Meghan Azad, a professor of pediatrics at the University of Manitoba, says there are some hypotheses as to why weight gain and artificial sweetener use seem to go together. Because of how the body is programmed to respond to sugar, our metabolic systems get confused when the sweet taste appears but there aren't any calories to digest. Over time, the illusion might reprogram metabolic systems to become resistant to insulin or develop a glucose intolerance.

And artificial sweeteners may reprogram our eating habits, too. One study published in the Journal of Physiology revealed that artificial sweeteners don't activate brain reward circuits the same way sugar does, leaving the body craving more sugar after tasting sweetness.

Read More: Closing In On a Non-sugar Sweetener — One Without a Weird Aftertaste

“Even if the sweeteners themselves are not found to have a direct chemical harm in your body, it still gives you this tendency toward having sweet things," Azad says. "Overall, if we all just had less of a sweet tooth that would probably be a good thing.”

A Question of Excess

Our understanding of exactly what artificial sweeteners do to the body is slim, even though aspartame is the most widely studied substance in FDA history. While many studies focus on the effects of artificial sweeteners on weight loss, there is still much to be uncovered about how they affect people over time, even when those people are not overweight.

In 2017, Azad conducted a meta-analysis of 37 studies to examine what kinds of effects artificial sweeteners had on routine consumers over time. Her research found that artificial sweeteners had no impact on participants' body mass index in clinical studies, but studies over several decades showed that consumption of more sweeteners correlated with higher incidences of obesity, hypertension and metabolic syndrome.

But Azad says the studies her team analyzed had their limitations. Many of the clinical trials were short-term, averaging about six months, and did not track effects on cardiovascular health.

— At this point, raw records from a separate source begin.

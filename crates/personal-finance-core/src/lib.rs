pub mod display;
pub mod error;
pub mod input;
pub mod time_value;
pub mod types;

#[cfg(feature = "investment")]
pub mod investment;

#[cfg(feature = "lending")]
pub mod lending;

#[cfg(all(feature = "investment", feature = "lending"))]
pub mod request;

pub use error::FinanceError;
pub use types::*;

/// Standard result type for all personal-finance operations
pub type FinanceResult<T> = Result<T, FinanceError>;
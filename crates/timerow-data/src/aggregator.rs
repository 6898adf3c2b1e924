//! Typical-day aggregation over fixed time-of-day buckets.
//!
//! Readings are grouped by wall-clock time regardless of calendar date, so the
//! result describes the shape of an average day.

use std::collections::BTreeMap;
use std::time::Duration;

use chrono::NaiveTime;
use timerow_core::error::Result;
use timerow_core::models::{CanonicalSeries, DailyBucketStat, SourceKind};
use timerow_core::time_utils::{floor_to_bucket, validate_bucket_size};

// ── BucketAccumulator ─────────────────────────────────────────────────────────

/// Running mean and sum of squared deviations (Welford).
#[derive(Debug, Clone, Default)]
struct BucketAccumulator {
    count: usize,
    mean: f64,
    m2: f64,
}

impl BucketAccumulator {
    fn add(&mut self, value: f64) {
        self.count += 1;
        let delta = value - self.mean;
        self.mean += delta / self.count as f64;
        self.m2 += delta * (value - self.mean);
    }

    /// Sample standard deviation; a single sample has zero spread.
    fn std_dev(&self) -> f64 {
        if self.count < 2 {
            return 0.0;
        }
        (self.m2 / (self.count - 1) as f64).max(0.0).sqrt()
    }

    fn finish(self, bucket: NaiveTime) -> DailyBucketStat {
        DailyBucketStat {
            bucket,
            mean: self.mean,
            std_dev: self.std_dev(),
            sample_count: self.count,
        }
    }
}

// ── DailyAggregator ───────────────────────────────────────────────────────────

/// Stateless helper that folds a series into per-bucket statistics.
pub struct DailyAggregator;

impl DailyAggregator {
    /// Default bucket width: 15 minutes.
    pub const DEFAULT_BUCKET: Duration = Duration::from_secs(15 * 60);

    /// Bucket readings of kind `filter` by time of day.
    ///
    /// Returns one stat per non-empty bucket, ordered by bucket start. Fails
    /// only when `bucket_size` is not a whole number of minutes within a day.
    pub fn aggregate(
        series: &CanonicalSeries,
        bucket_size: Duration,
        filter: SourceKind,
    ) -> Result<Vec<DailyBucketStat>> {
        validate_bucket_size(bucket_size)?;

        let mut buckets: BTreeMap<NaiveTime, BucketAccumulator> = BTreeMap::new();
        for reading in series.iter().filter(|r| r.source_kind() == filter) {
            buckets
                .entry(floor_to_bucket(reading.time_of_day(), bucket_size))
                .or_default()
                .add(reading.value());
        }

        Ok(buckets
            .into_iter()
            .map(|(bucket, acc)| acc.finish(bucket))
            .collect())
    }

    /// Scan readings in 15-minute buckets.
    #[cfg(test)]
    fn aggregate_default(series: &CanonicalSeries) -> Vec<DailyBucketStat> {
        Self::aggregate(series, Self::DEFAULT_BUCKET, SourceKind::Scan).unwrap_or_default()
    }
}

// ── Tests ─────────────────────────────────────────────────────────────────────
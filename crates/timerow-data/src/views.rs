//! Read-only views handed to the presentation layer.
//!
//! Two views are exposed after every successful run: the full history split by
//! record type, and the typical-day profile with a ±1σ band.

use std::path::Path;
use std::time::Duration;

use serde::Serialize;
use timerow_core::error::Result;
use timerow_core::models::{CanonicalSeries, DailyBucketStat, SourceKind};
use timerow_core::time_utils::{format_datetime, format_time};

use crate::aggregator::DailyAggregator;
use crate::history::write_atomic;

#[derive(Debug, Clone, PartialEq, Serialize)]
pub struct HistoryPoint {
    pub datetime: String,
    pub value: f64,
}

/// Every reading, one trace per record type.
#[derive(Debug, Clone, PartialEq, Serialize)]
pub struct HistoryView {
    pub scan: Vec<HistoryPoint>,
    pub retrospective: Vec<HistoryPoint>,
}

#[derive(Debug, Clone, PartialEq, Serialize)]
pub struct ProfilePoint {
    pub time: String,
    pub mean: f64,
    pub std_dev: f64,
    pub lower: f64,
    pub upper: f64,
    pub sample_count: usize,
}

impl From<&DailyBucketStat> for ProfilePoint {
    fn from(stat: &DailyBucketStat) -> Self {
        Self {
            time: format_time(&stat.bucket),
            mean: stat.mean,
            std_dev: stat.std_dev,
            lower: stat.mean - stat.std_dev,
            upper: stat.mean + stat.std_dev,
            sample_count: stat.sample_count,
        }
    }
}

/// Typical-day profile for one record type.
#[derive(Debug, Clone, PartialEq, Serialize)]
pub struct DailyProfileView {
    pub bucket_minutes: u64,
    pub kind: SourceKind,
    pub points: Vec<ProfilePoint>,
}

#[derive(Debug, Clone, PartialEq, Serialize)]
pub struct PresentationViews {
    pub history: HistoryView,
    pub profile: DailyProfileView,
}

impl HistoryView {
    pub fn from_series(series: &CanonicalSeries) -> Self {
        let points = |kind: SourceKind| -> Vec<HistoryPoint> {
            series
                .iter()
                .filter(|r| r.source_kind() == kind)
                .map(|r| HistoryPoint {
                    datetime: format_datetime(&r.timestamp()),
                    value: r.value(),
                })
                .collect()
        };
        Self {
            scan: points(SourceKind::Scan),
            retrospective: points(SourceKind::Retrospective),
        }
    }
}

impl DailyProfileView {
    pub fn from_series(
        series: &CanonicalSeries,
        bucket_size: Duration,
        kind: SourceKind,
    ) -> Result<Self> {
        let stats = DailyAggregator::aggregate(series, bucket_size, kind)?;
        Ok(Self {
            bucket_minutes: bucket_size.as_secs() / 60,
            kind,
            points: stats.iter().map(ProfilePoint::from).collect(),
        })
    }
}

impl PresentationViews {
    /// Build both views; the profile is computed over scan readings.
    pub fn build(series: &CanonicalSeries, bucket_size: Duration) -> Result<Self> {
        Ok(Self {
            history: HistoryView::from_series(series),
            profile: DailyProfileView::from_series(series, bucket_size, SourceKind::Scan)?,
        })
    }

    /// Write the views as pretty JSON, replacing any previous export atomically.
    pub fn write_to(&self, path: &Path) -> Result<()> {
        let json = serde_json::to_string_pretty(self)?;
        write_atomic(path, json.as_bytes())
    }
}

#[cfg(test)]
mod tests {
    use super::*;
    use chrono::NaiveDate;
    use tempfile::TempDir;
    use timerow_core::models::Reading;

    fn sample_series() -> CanonicalSeries {
        let ts = |day: u32, h: u32, m: u32| {
            NaiveDate::from_ymd_opt(2024, 3, day)
                .unwrap()
                .and_hms_opt(h, m, 0)
                .unwrap()
        };
        CanonicalSeries::from_readings(vec![
            Reading::new(ts(1, 8, 0), 4.0, SourceKind::Scan).unwrap(),
            Reading::new(ts(2, 8, 5), 6.0, SourceKind::Scan).unwrap(),
            Reading::new(ts(2, 8, 5), 5.5, SourceKind::Retrospective).unwrap(),
        ])
    }

    #[test]
    fn test_history_view_splits_kinds() {
        let view = HistoryView::from_series(&sample_series());
        assert_eq!(view.scan.len(), 2);
        assert_eq!(view.retrospective.len(), 1);
        assert_eq!(view.scan[0].datetime, "2024-03-01 08:00:00");
    }

    #[test]
    fn test_profile_band() {
        let views =
            PresentationViews::build(&sample_series(), DailyAggregator::DEFAULT_BUCKET).unwrap();
        assert_eq!(views.profile.bucket_minutes, 15);
        assert_eq!(views.profile.points.len(), 1);

        let point = &views.profile.points[0];
        assert_eq!(point.time, "08:00:00");
        assert_eq!(point.mean, 5.0);
        assert!((point.upper - point.lower - 2.0 * point.std_dev).abs() < 1e-12);
    }

    #[test]
    fn test_write_views_json() {
        let dir = TempDir::new().unwrap();
        let path = dir.path().join("views.json");
        let views =
            PresentationViews::build(&sample_series(), DailyAggregator::DEFAULT_BUCKET).unwrap();
        views.write_to(&path).unwrap();

        let value: serde_json::Value =
            serde_json::from_str(&std::fs::read_to_string(&path).unwrap()).unwrap();
        assert_eq!(value["profile"]["kind"], "scan");
        assert_eq!(value["history"]["scan"].as_array().unwrap().len(), 2);
    }
}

Plus, the observational studies relied on self-reports and didn't always ask the most specific questions about artificial sweetener use, but rather diet in general.

And while the long-term studies helped researchers analyze some of the potential long-term effects of artificial sweetener consumption, they couldn't always get the full picture. Plant-based sweeteners, like stevia, weren't as popular at the time some of these studies began — leaving the question of whether plant-based alternatives are safe for use over a long period of time.

In general, Azad says, short-term use of sugar substitutes is still relatively safe. But until researchers can conclude what happens over periods of long-term, regular use — say, two or three decades of using substitutes at least once a day — the question of how they affect our bodies remains open-ended.

Help or Harm?

Azad's study concluded that there was not enough evidence to show that artificial sweeteners have long-term benefits. They might, however, be linked to higher BMI and heart problems.

But she cautions that the lack of evidence linking artificial sweeteners to sustained effects means that more research is needed to understand exactly how these substitutes work in the body. And the way artificial sweeteners affect our metabolism and microbiome over time is still an important case to crack, she says.

“We find a lot of correlation, but until we know, really, what’s going on at the mechanistic level inside our bodies, it’s hard to understand what the recommendation should be,” Azad says.

Nonetheless, since artificial sweeteners have been through the ringer with FDA approval testing, they generally won't be harmful to consume. But over time, scientists still aren't sure what effects regular consumption of artificial sweeteners could have. They might require the same wisdom as sugar — good in moderation, but not in excess.

[Editor’s Note: This article has been updated to accurately reflect Meghan Azad’s title.]